Stored data entries:
________________
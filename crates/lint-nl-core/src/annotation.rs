//! Input data model: annotated tokens and sentences.
//!
//! The engine never tokenizes, tags, or parses. An external annotator
//! produces one [`AnnotatedSentence`] per input sentence and the engine
//! consumes it read-only. The structures here are plain value objects so
//! the scoring core stays decoupled from any particular parser's object
//! model.
//!
//! Head indices are 0-based positions within the sentence; the root token
//! is its own head. [`AnnotatedSentence::validate`] enforces the structural
//! contract and fails fast on a broken parse.

use schemars::JsonSchema;
use serde::{Deserialize, Serialize};

use crate::error::{AnnotationError, AnnotationResult};

/// Coarse part-of-speech tag from the annotator's closed tag set.
#[derive(Debug, Clone, Copy, PartialEq, Eq, Hash, Serialize, Deserialize, JsonSchema)]
#[serde(rename_all = "UPPERCASE")]
pub enum CoarsePos {
    /// Common noun.
    Noun,
    /// Proper noun.
    Propn,
    /// Lexical verb.
    Verb,
    /// Auxiliary verb.
    Aux,
    /// Adjective.
    Adj,
    /// Adverb.
    Adv,
    /// Punctuation.
    Punct,
    /// Any other tag (determiners, pronouns, adpositions, numerals, …).
    #[serde(other)]
    Other,
}

impl CoarsePos {
    /// Whether this tag marks a noun in the wide sense (common or proper).
    pub const fn is_noun(self) -> bool {
        matches!(self, Self::Noun | Self::Propn)
    }
}

/// Dependency relation label.
///
/// Only the relations the engine branches on are distinguished; everything
/// else collapses into [`DepRelation::Other`].
#[derive(Debug, Clone, Copy, PartialEq, Eq, Hash, Serialize, Deserialize, JsonSchema)]
#[serde(rename_all = "lowercase")]
pub enum DepRelation {
    /// Sentence root.
    Root,
    /// Subject of a clause.
    Subject,
    /// Non-first member of a coordination.
    Conjunct,
    /// Attachment of a punctuation token.
    Punctuation,
    /// Any other relation.
    #[serde(other)]
    Other,
}

/// Named-entity label attached to a token, if any.
#[derive(Debug, Clone, Copy, PartialEq, Eq, Hash, Serialize, Deserialize, JsonSchema)]
#[serde(rename_all = "lowercase")]
pub enum EntityLabel {
    /// Organization or institution.
    Organization,
    /// Language name.
    Language,
    /// Law or contract.
    Law,
    /// Nationality, religious or political group.
    Norp,
    /// Person name.
    Person,
    /// Geographic or political location.
    Location,
    /// Any other entity type.
    #[serde(other)]
    Misc,
}

impl EntityLabel {
    /// Entity types that force a noun into the abstract class, regardless
    /// of its lexicon entry.
    pub const fn forces_abstract(self) -> bool {
        matches!(
            self,
            Self::Organization | Self::Language | Self::Law | Self::Norp
        )
    }
}

/// One token of an annotated sentence, as delivered by the annotator.
#[derive(Debug, Clone, PartialEq, Serialize, Deserialize, JsonSchema)]
pub struct AnnotatedToken {
    /// Surface text.
    pub text: String,
    /// Lemma form.
    pub lemma: String,
    /// Coarse part-of-speech tag.
    pub pos: CoarsePos,
    /// Fine-grained tag string; carries the finiteness marker for verbs
    /// (CGN `WW|pv`).
    #[serde(default)]
    pub fine_tag: String,
    /// Index of the syntactic head within the sentence; self for the root.
    pub head: usize,
    /// Dependency relation to the head.
    pub relation: DepRelation,
    /// Whether this token is a non-first member of a conjunct chain.
    #[serde(default)]
    pub is_conjunct: bool,
    /// Named-entity label, if the token is part of an entity span.
    #[serde(default, skip_serializing_if = "Option::is_none")]
    pub entity: Option<EntityLabel>,
    /// Punctuation attached before the token (quotes, brackets).
    #[serde(default)]
    pub leading_punct: String,
    /// Punctuation attached after the token.
    #[serde(default)]
    pub trailing_punct: String,
}

impl AnnotatedToken {
    /// Create a token with the given surface form, lemma, and tag.
    ///
    /// The token starts out as its own head with relation
    /// [`DepRelation::Root`]; use the `with_*` methods to attach it.
    pub fn new(text: impl Into<String>, lemma: impl Into<String>, pos: CoarsePos) -> Self {
        Self {
            text: text.into(),
            lemma: lemma.into(),
            pos,
            fine_tag: String::new(),
            head: 0,
            relation: DepRelation::Root,
            is_conjunct: false,
            entity: None,
            leading_punct: String::new(),
            trailing_punct: String::new(),
        }
    }

    /// Set the head index and dependency relation.
    #[must_use]
    pub fn with_head(mut self, head: usize, relation: DepRelation) -> Self {
        self.head = head;
        self.relation = relation;
        self
    }

    /// Set the fine-grained tag string.
    #[must_use]
    pub fn with_fine_tag(mut self, tag: impl Into<String>) -> Self {
        self.fine_tag = tag.into();
        self
    }

    /// Mark the token as a non-first conjunct.
    #[must_use]
    pub const fn as_conjunct(mut self) -> Self {
        self.is_conjunct = true;
        self
    }

    /// Attach a named-entity label.
    #[must_use]
    pub const fn with_entity(mut self, entity: EntityLabel) -> Self {
        self.entity = Some(entity);
        self
    }

    /// Attach leading/trailing punctuation strings.
    #[must_use]
    pub fn with_attached_punct(
        mut self,
        leading: impl Into<String>,
        trailing: impl Into<String>,
    ) -> Self {
        self.leading_punct = leading.into();
        self.trailing_punct = trailing.into();
        self
    }

    /// Whether the token is punctuation, by tag or by attachment relation.
    pub fn is_punctuation(&self) -> bool {
        self.pos == CoarsePos::Punct || self.relation == DepRelation::Punctuation
    }

    /// Lowercased lemma, the key form for all lexicon lookups.
    pub fn lemma_key(&self) -> String {
        self.lemma.to_lowercase()
    }
}

/// An ordered sequence of annotated tokens forming one sentence.
#[derive(Debug, Clone, PartialEq, Serialize, Deserialize, JsonSchema)]
pub struct AnnotatedSentence {
    /// Tokens in sentence order.
    tokens: Vec<AnnotatedToken>,
}

impl AnnotatedSentence {
    /// Wrap a token sequence. No validation happens here; call
    /// [`AnnotatedSentence::validate`] (the extractor does) before analysis.
    pub fn new(tokens: Vec<AnnotatedToken>) -> Self {
        Self { tokens }
    }

    /// The tokens in sentence order.
    pub fn tokens(&self) -> &[AnnotatedToken] {
        &self.tokens
    }

    /// Number of tokens.
    pub fn len(&self) -> usize {
        self.tokens.len()
    }

    /// Whether the sentence has no tokens.
    pub fn is_empty(&self) -> bool {
        self.tokens.is_empty()
    }

    /// Reconstruct the surface text from the tokens.
    ///
    /// Attached punctuation is glued to its token; standalone punctuation
    /// tokens are glued to the preceding word.
    pub fn text(&self) -> String {
        let mut out = String::new();
        for token in &self.tokens {
            if !out.is_empty() && !token.is_punctuation() {
                out.push(' ');
            }
            out.push_str(&token.leading_punct);
            out.push_str(&token.text);
            out.push_str(&token.trailing_punct);
        }
        out
    }

    /// Check the structural contract of the annotation.
    ///
    /// Verifies that the sentence is non-empty, every head index is in
    /// bounds, exactly one token is its own head, and conjunct
    /// back-references terminate. A violation is a collaborator-side
    /// contract break and aborts analysis of the sentence.
    pub fn validate(&self) -> AnnotationResult<()> {
        if self.tokens.is_empty() {
            return Err(AnnotationError::EmptySentence);
        }

        let len = self.tokens.len();
        let mut root: Option<usize> = None;
        for (i, token) in self.tokens.iter().enumerate() {
            if token.head >= len {
                return Err(AnnotationError::HeadOutOfBounds {
                    token: i,
                    text: token.text.clone(),
                    head: token.head,
                    len,
                });
            }
            if token.head == i {
                match root {
                    None => root = Some(i),
                    Some(first) => {
                        return Err(AnnotationError::MultipleRoots { first, second: i });
                    }
                }
            }
        }
        if root.is_none() {
            return Err(AnnotationError::MissingRoot);
        }

        // Every conjunct chain must reach a non-conjunct first member.
        for (i, token) in self.tokens.iter().enumerate() {
            if token.is_conjunct {
                self.first_conjunct(i)?;
            }
        }

        Ok(())
    }

    /// Walk the conjunct chain backward from `index` to its first member.
    ///
    /// The first conjunct of a chain is the one *not* flagged `is_conjunct`;
    /// each later member points at an earlier one through its head. The walk
    /// is iterative with a visited set so a malformed cyclic chain is
    /// reported instead of looping.
    pub(crate) fn first_conjunct(&self, index: usize) -> AnnotationResult<usize> {
        let mut current = index;
        let mut visited = vec![false; self.tokens.len()];
        while self.tokens[current].is_conjunct {
            if visited[current] {
                return Err(AnnotationError::ConjunctCycle {
                    token: index,
                    text: self.tokens[index].text.clone(),
                });
            }
            visited[current] = true;
            current = self.tokens[current].head;
        }
        Ok(current)
    }
}

impl From<Vec<AnnotatedToken>> for AnnotatedSentence {
    fn from(tokens: Vec<AnnotatedToken>) -> Self {
        Self::new(tokens)
    }
}
impl<T, G, S> HoughCircles<T, G, S>
where
    T: AsPrimitive<f64>,
    G: GradientOperator,
    S: Smoother,
{
    /// Create a detector with custom gradient and smoothing operators.
    ///
    /// Both operators are switched to the execution strategy of `config`.
    ///
    /// # Errors
    ///
    /// Returns an error if the configuration is invalid.
    pub fn with_operators(
        config: HoughCirclesConfig,
        mut gradient: G,
        mut smoother: S,
    ) -> Result<Self, HoughError> {
        config.validate()?;
        gradient.set_strategy(config.strategy);
        smoother.set_strategy(config.strategy);
        Ok(Self {
            config,
            gradient,
            smoother,
            input: None,
            votes: None,
            cache: None,
            runs: 0,
        })
    }

    /// The current configuration.
    pub fn config(&self) -> &HoughCirclesConfig {
        &self.config
    }

    /// Replace the configuration.
    ///
    /// The accumulator is discarded when a voting parameter changed; extraction parameters only
    /// invalidate the extracted circles. The execution strategy is passed on to the operators
    /// and invalidates nothing.
    ///
    /// # Errors
    ///
    /// Returns an error and keeps the previous configuration if `config` is invalid.
    pub fn set_config(&mut self, config: HoughCirclesConfig) -> Result<(), HoughError> {
        config.validate()?;
        if config.voting_differs(&self.config) {
            self.votes = None;
        }
        self.gradient.set_strategy(config.strategy);
        self.smoother.set_strategy(config.strategy);
        self.config = config;
        Ok(())
    }

    /// Set the image to detect circles in, discarding previous results.
    pub fn set_input(&mut self, image: Image<T, 1>) {
        self.input = Some(image);
        self.votes = None;
    }

    /// Cast the votes of the input image, rebuilding the accumulator and the radius image.
    ///
    /// Returns the version of the new accumulator.
    ///
    /// # Errors
    ///
    /// * [`HoughError::MissingInput`] if no input image was set.
    /// * Any error of the configuration or of the gradient operator.
    pub fn update(&mut self) -> Result<AccumulatorVersion, HoughError> {
        let input = self.input.as_ref().ok_or(HoughError::MissingInput)?;
        self.config.validate()?;

        let start = Instant::now();

        let spacing = if self.config.use_image_spacing {
            input.spacing()
        } else {
            [1.0, 1.0]
        };

        let image = input.map(|v| v.as_() as f32).with_spacing(spacing)?;
        let field = self
            .gradient
            .compute(&image, self.config.sigma_gradient as f32)?;

        let geometry = VoteGeometry::new(&self.config, spacing, input.size())?;
        let grid = cast_votes(
            candidates_above(input, self.config.threshold),
            &field,
            &geometry,
            input.size(),
            self.config.strategy,
        )?;
        let (accumulator, radius) = grid.into_images(input, &geometry)?;

        self.runs += 1;
        let version = AccumulatorVersion(self.runs);
        self.votes = Some(VoteResult {
            accumulator,
            radius,
            version,
        });

        log::debug!(
            "accumulator version {} built for {} image in {:?}",
            version.get(),
            input.size(),
            start.elapsed()
        );

        Ok(version)
    }

    /// Extract the circles, running the vote caster first if the accumulator is stale.
    ///
    /// Extraction is cached: as long as neither the accumulator nor the extraction parameters
    /// change, every call returns the same list without recomputing it.
    ///
    /// # Errors
    ///
    /// * [`HoughError::MissingInput`] if no input image was set.
    /// * Any error of the vote caster or of the smoother. The previous cache is kept.
    pub fn circles(&mut self) -> Result<&[Circle], HoughError> {
        let version = match &self.votes {
            Some(votes) => votes.version,
            None => self.update()?,
        };
        let params = self.config.extraction_params();

        let fresh = matches!(
            &self.cache,
            Some(cache) if cache.version == version && cache.params == params
        );
        if !fresh {
            let cache = self.extract(params)?;
            self.cache = Some(cache);
        }

        Ok(self
            .cache
            .as_ref()
            .map(|cache| cache.circles.as_slice())
            .unwrap_or_default())
    }

    fn extract(&self, params: ExtractionParams) -> Result<CachedCircles, HoughError> {
        let votes = self.votes.as_ref().ok_or(HoughError::MissingInput)?;
        let start = Instant::now();

        let mut smoothed = votes.accumulator.full_like(0.0f32);
        self.smoother
            .smooth(&votes.accumulator, &mut smoothed, params.variance as f32)?;
        // the extractor relies on a non-negative accumulator
        smoothed
            .as_slice_mut()
            .iter_mut()
            .for_each(|v| *v = v.max(0.0));

        let spacing = if self.config.use_image_spacing {
            smoothed.spacing()
        } else {
            [1.0, 1.0]
        };

        let circles = PeakExtractor::new(
            &mut smoothed,
            &votes.radius,
            params.number_of_circles,
            params.disc_radius_ratio,
            spacing,
        )
        .collect::<Vec<_>>();

        log::info!(
            "extracted {} of {} requested circles in {:?}",
            circles.len(),
            params.number_of_circles,
            start.elapsed()
        );

        Ok(CachedCircles {
            version: votes.version,
            params,
            circles,
            suppressed: smoothed,
        })
    }

    /// The raw vote accumulator of the last run, if any.
    pub fn accumulator(&self) -> Option<&Image<f32, 1>> {
        self.votes.as_ref().map(|v| &v.accumulator)
    }

    /// The mean voted radius of every accumulator cell, if the votes were cast.
    pub fn radius_image(&self) -> Option<&Image<f32, 1>> {
        self.votes.as_ref().map(|v| &v.radius)
    }

    /// The smoothed accumulator after the suppression discs of the cached circles were cleared.
    pub fn suppressed_accumulator(&self) -> Option<&Image<f32, 1>> {
        self.cache.as_ref().map(|c| &c.suppressed)
    }

    /// The version of the current accumulator, if the votes were cast.
    pub fn version(&self) -> Option<AccumulatorVersion> {
        self.votes.as_ref().map(|v| v.version)
    }
}
//! Iterative peak extraction with disc suppression.
//!
//! The extractor is a small state machine driven by [`Iterator::next`]:
//!
//! ```text
//! Idle -> Scanning -> Suppressing -> Scanning ... -> Done
//! ```
//!
//! Scanning looks for the strongest cell in the accumulator. A strictly positive maximum becomes
//! a [`Circle`] and the disc around it is zeroed while Suppressing. Extraction stops once the
//! requested number of circles has been emitted or no positive cell remains.

use hough_image::Image;

use crate::circle::Circle;

/// Phase of a [`PeakExtractor`].
#[derive(Debug, Clone, Copy, PartialEq, Eq)]
pub enum ExtractionState {
    /// No scan has started yet.
    Idle,
    /// Looking for the next peak.
    Scanning,
    /// A peak was found and its disc is about to be cleared.
    Suppressing,
    /// No further circle will be produced.
    Done,
}

/// Find the largest cell of `accumulator` as `(x, y, value)`.
///
/// The scan is row-major and the running maximum is only replaced by a strictly greater value,
/// so ties resolve to the smallest row and then the smallest column.
pub fn find_peak(accumulator: &Image<f32, 1>) -> Option<(usize, usize, f32)> {
    let cols = accumulator.cols();
    let mut best: Option<(usize, f32)> = None;

    for (idx, &value) in accumulator.as_slice().iter().enumerate() {
        match best {
            Some((_, max)) if value <= max => {}
            _ if value.is_nan() => {}
            _ => best = Some((idx, value)),
        }
    }

    best.map(|(idx, value)| (idx % cols, idx / cols, value))
}

/// Zero every cell whose physical distance to `center` is at most `radius`.
///
/// `spacing` gives the physical size of a cell. The center cell is always cleared.
pub fn suppress_disc(
    accumulator: &mut Image<f32, 1>,
    center: [usize; 2],
    radius: f64,
    spacing: [f64; 2],
) {
    let cols = accumulator.cols();
    let rows = accumulator.rows();
    let [cx, cy] = center;

    let data = accumulator.as_slice_mut();
    if let Some(cell) = data.get_mut(cy * cols + cx) {
        *cell = 0.0;
    }

    if radius.is_nan() || radius <= 0.0 {
        return;
    }

    // bounding box of the disc in cells, clipped to the grid
    let reach_x = (radius / spacing[0]).ceil() as usize;
    let reach_y = (radius / spacing[1]).ceil() as usize;
    let x0 = cx.saturating_sub(reach_x);
    let x1 = (cx + reach_x).min(cols.saturating_sub(1));
    let y0 = cy.saturating_sub(reach_y);
    let y1 = (cy + reach_y).min(rows.saturating_sub(1));

    let radius_sq = radius * radius;
    for y in y0..=y1 {
        let dy = (y as f64 - cy as f64) * spacing[1];
        for x in x0..=x1 {
            let dx = (x as f64 - cx as f64) * spacing[0];
            if dx * dx + dy * dy <= radius_sq {
                data[y * cols + x] = 0.0;
            }
        }
    }
}

/// Extracts circles one at a time from a smoothed accumulator.
///
/// The extractor consumes the accumulator in place: after each emitted circle the cells of its
/// suppression disc are exactly zero.
pub struct PeakExtractor<'a> {
    accumulator: &'a mut Image<f32, 1>,
    radius_image: &'a Image<f32, 1>,
    number_of_circles: usize,
    disc_radius_ratio: f64,
    spacing: [f64; 2],
    state: ExtractionState,
    pending: Option<Circle>,
    emitted: usize,
}

impl<'a> PeakExtractor<'a> {
    /// Create a new extractor.
    ///
    /// # Arguments
    ///
    /// * `accumulator` - The smoothed vote accumulator, modified in place.
    /// * `radius_image` - The mean radius of every cell.
    /// * `number_of_circles` - The maximum number of circles to emit.
    /// * `disc_radius_ratio` - The suppression disc radius as a multiple of the circle radius.
    /// * `spacing` - The physical size of a cell, `[1.0, 1.0]` to work in pixels.
    ///
    /// PRECONDITION: `accumulator` and `radius_image` have the same size.
    pub fn new(
        accumulator: &'a mut Image<f32, 1>,
        radius_image: &'a Image<f32, 1>,
        number_of_circles: usize,
        disc_radius_ratio: f64,
        spacing: [f64; 2],
    ) -> Self {
        Self {
            accumulator,
            radius_image,
            number_of_circles,
            disc_radius_ratio,
            spacing,
            state: ExtractionState::Idle,
            pending: None,
            emitted: 0,
        }
    }

    /// The current phase of the extraction.
    pub fn state(&self) -> ExtractionState {
        self.state
    }

    /// The accumulator as suppressed so far.
    pub fn accumulator(&self) -> &Image<f32, 1> {
        self.accumulator
    }

    fn scan(&mut self) -> Option<Circle> {
        let (x, y, votes) = find_peak(self.accumulator)?;
        if votes <= 0.0 {
            return None;
        }

        let idx = y * self.accumulator.cols() + x;
        let radius = self
            .radius_image
            .as_slice()
            .get(idx)
            .copied()
            .unwrap_or_default();

        Some(Circle {
            center: [x, y],
            center_point: self.accumulator.index_to_physical(x, y),
            radius: radius as f64,
            votes,
        })
    }
}

impl Iterator for PeakExtractor<'_> {
    type Item = Circle;

    fn next(&mut self) -> Option<Circle> {
        loop {
            match self.state {
                ExtractionState::Idle => {
                    self.state = if self.number_of_circles == 0 {
                        ExtractionState::Done
                    } else {
                        ExtractionState::Scanning
                    };
                }
                ExtractionState::Scanning => match self.scan() {
                    Some(circle) => {
                        self.pending = Some(circle);
                        self.state = ExtractionState::Suppressing;
                    }
                    None => self.state = ExtractionState::Done,
                },
                ExtractionState::Suppressing => {
                    let circle = self.pending.take()?;
                    suppress_disc(
                        self.accumulator,
                        circle.center,
                        self.disc_radius_ratio * circle.radius,
                        self.spacing,
                    );
                    self.emitted += 1;
                    self.state = if self.emitted >= self.number_of_circles {
                        ExtractionState::Done
                    } else {
                        ExtractionState::Scanning
                    };

                    log::trace!(
                        "circle #{} at {:?}, radius {:.3}, votes {:.3}",
                        self.emitted,
                        circle.center,
                        circle.radius,
                        circle.votes
                    );
                    return Some(circle);
                }
                ExtractionState::Done => return None,
            }
        }
    }
}

impl std::iter::FusedIterator for PeakExtractor<'_> {}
________________
WORK TO COMPLETE: A copy of each line above that holds the word "rows" is the expected answer.

TASK RESPONSE:
    let rows = accumulator.rows();
    let y1 = (cy + reach_y).min(rows.saturating_sub(1));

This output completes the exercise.